Dataset records:
▼▼▼
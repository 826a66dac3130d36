use chrono::{DateTime, Utc};
use serde::{Deserialize, Serialize};
use sqlx::FromRow;

use super::user::AuthorSummary;

#[derive(Debug, Clone, Copy, Default, PartialEq, Eq, Serialize, Deserialize, sqlx::Type)]
#[serde(rename_all = "snake_case")]
#[sqlx(rename_all = "snake_case")]
pub enum ContentFormat {
    #[default]
    Html,
    RichText,
    Markdown,
}

#[derive(Debug, Clone, Copy, Default, PartialEq, Eq, Serialize, Deserialize, sqlx::Type)]
#[serde(rename_all = "snake_case")]
#[sqlx(rename_all = "snake_case")]
pub enum PostStatus {
    #[default]
    Draft,
    Published,
}

#[derive(Debug, Clone, Serialize, Deserialize, FromRow, PartialEq, Eq)]
pub struct Category {
    pub id: i64,
    pub name: String,
    pub slug: String,
    pub description: String,
}

#[derive(Debug, Clone, Serialize, Deserialize, FromRow, PartialEq, Eq)]
pub struct Tag {
    pub id: i64,
    pub name: String,
    pub slug: String,
}

#[derive(Debug, Clone, FromRow)]
pub struct Post {
    pub id: i64,
    pub title: String,
    pub slug: String,
    pub author_id: i64,
    pub content: String,
    pub content_format: ContentFormat,
    pub featured_image: Option<String>,
    pub excerpt: String,
    pub created_at: DateTime<Utc>,
    pub updated_at: DateTime<Utc>,
    pub published_at: DateTime<Utc>,
    pub status: PostStatus,
    pub meta_title: String,
    pub meta_description: String,
    pub canonical_url: String,
    pub focus_keywords: String,
    pub internal_links_count: i64,
    pub external_links_count: i64,
    pub is_featured: bool,
}

impl Post {
    pub fn is_published(&self) -> bool {
        self.status == PostStatus::Published
    }
}

#[derive(Debug, Serialize)]
pub struct PostListItem {
    pub id: i64,
    pub title: String,
    pub slug: String,
    pub author: AuthorSummary,
    pub excerpt: String,
    pub featured_image: Option<String>,
    pub published_at: DateTime<Utc>,
    pub status: PostStatus,
    pub categories: Vec<Category>,
    pub tags: Vec<Tag>,
    pub is_featured: bool,
    pub meta_title: String,
    pub meta_description: String,
    pub canonical_url: String,
    pub focus_keywords: String,
    pub internal_links_count: i64,
    pub external_links_count: i64,
}

#[derive(Debug, Serialize)]
pub struct PostDetail {
    pub id: i64,
    pub title: String,
    pub slug: String,
    pub author: AuthorSummary,
    pub content: String,
    pub content_format: ContentFormat,
    pub excerpt: String,
    pub featured_image: Option<String>,
    pub created_at: DateTime<Utc>,
    pub updated_at: DateTime<Utc>,
    pub published_at: DateTime<Utc>,
    pub status: PostStatus,
    pub categories: Vec<Category>,
    pub tags: Vec<Tag>,
    pub is_featured: bool,
    pub meta_title: String,
    pub meta_description: String,
    pub canonical_url: String,
    pub focus_keywords: String,
    pub internal_links_count: i64,
    pub external_links_count: i64,
}

impl PostDetail {
    pub fn new(post: Post, author: AuthorSummary, categories: Vec<Category>, tags: Vec<Tag>) -> Self {
        Self {
            id: post.id,
            title: post.title,
            slug: post.slug,
            author,
            content: post.content,
            content_format: post.content_format,
            excerpt: post.excerpt,
            featured_image: post.featured_image,
            created_at: post.created_at,
            updated_at: post.updated_at,
            published_at: post.published_at,
            status: post.status,
            categories,
            tags,
            is_featured: post.is_featured,
            meta_title: post.meta_title,
            meta_description: post.meta_description,
            canonical_url: post.canonical_url,
            focus_keywords: post.focus_keywords,
            internal_links_count: post.internal_links_count,
            external_links_count: post.external_links_count,
        }
    }
}

impl PostListItem {
    pub fn new(post: Post, author: AuthorSummary, categories: Vec<Category>, tags: Vec<Tag>) -> Self {
        Self {
            id: post.id,
            title: post.title,
            slug: post.slug,
            author,
            excerpt: post.excerpt,
            featured_image: post.featured_image,
            published_at: post.published_at,
            status: post.status,
            categories,
            tags,
            is_featured: post.is_featured,
            meta_title: post.meta_title,
            meta_description: post.meta_description,
            canonical_url: post.canonical_url,
            focus_keywords: post.focus_keywords,
            internal_links_count: post.internal_links_count,
            external_links_count: post.external_links_count,
        }
    }
}

/// Writable post fields. Absent fields keep their stored value on update.
#[derive(Debug, Deserialize, Default)]
pub struct PostInput {
    #[serde(default)]
    pub title: Option<String>,
    #[serde(default)]
    pub content: Option<String>,
    #[serde(default)]
    pub content_format: Option<ContentFormat>,
    #[serde(default)]
    pub excerpt: Option<String>,
    #[serde(default)]
    pub featured_image: Option<String>,
    #[serde(default)]
    pub status: Option<PostStatus>,
    #[serde(default)]
    pub published_at: Option<DateTime<Utc>>,
    #[serde(default)]
    pub categories: Option<Vec<i64>>,
    #[serde(default)]
    pub tags: Option<Vec<i64>>,
    #[serde(default)]
    pub is_featured: Option<bool>,
    #[serde(default)]
    pub meta_title: Option<String>,
    #[serde(default)]
    pub meta_description: Option<String>,
    #[serde(default)]
    pub canonical_url: Option<String>,
    #[serde(default)]
    pub focus_keywords: Option<String>,
}

#[derive(Debug, Deserialize, Default)]
pub struct PostQuery {
    pub page: Option<i64>,
    pub page_size: Option<i64>,
    pub search: Option<String>,
    pub ordering: Option<String>,
}

#[derive(Debug, Serialize)]
pub struct Paginated<T> {
    pub count: i64,
    pub next: Option<String>,
    pub previous: Option<String>,
    pub results: Vec<T>,
}

/// Create/update body shared by categories and tags. Tags ignore `description`.
#[derive(Debug, Deserialize, Default)]
pub struct TermInput {
    #[serde(default)]
    pub name: Option<String>,
    #[serde(default)]
    pub slug: Option<String>,
    #[serde(default)]
    pub description: Option<String>,
}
▲▲▲
▶ _What you should do_:
Tally the lines above with "ContentFormat", please; number only.

▶ _Task result_:
4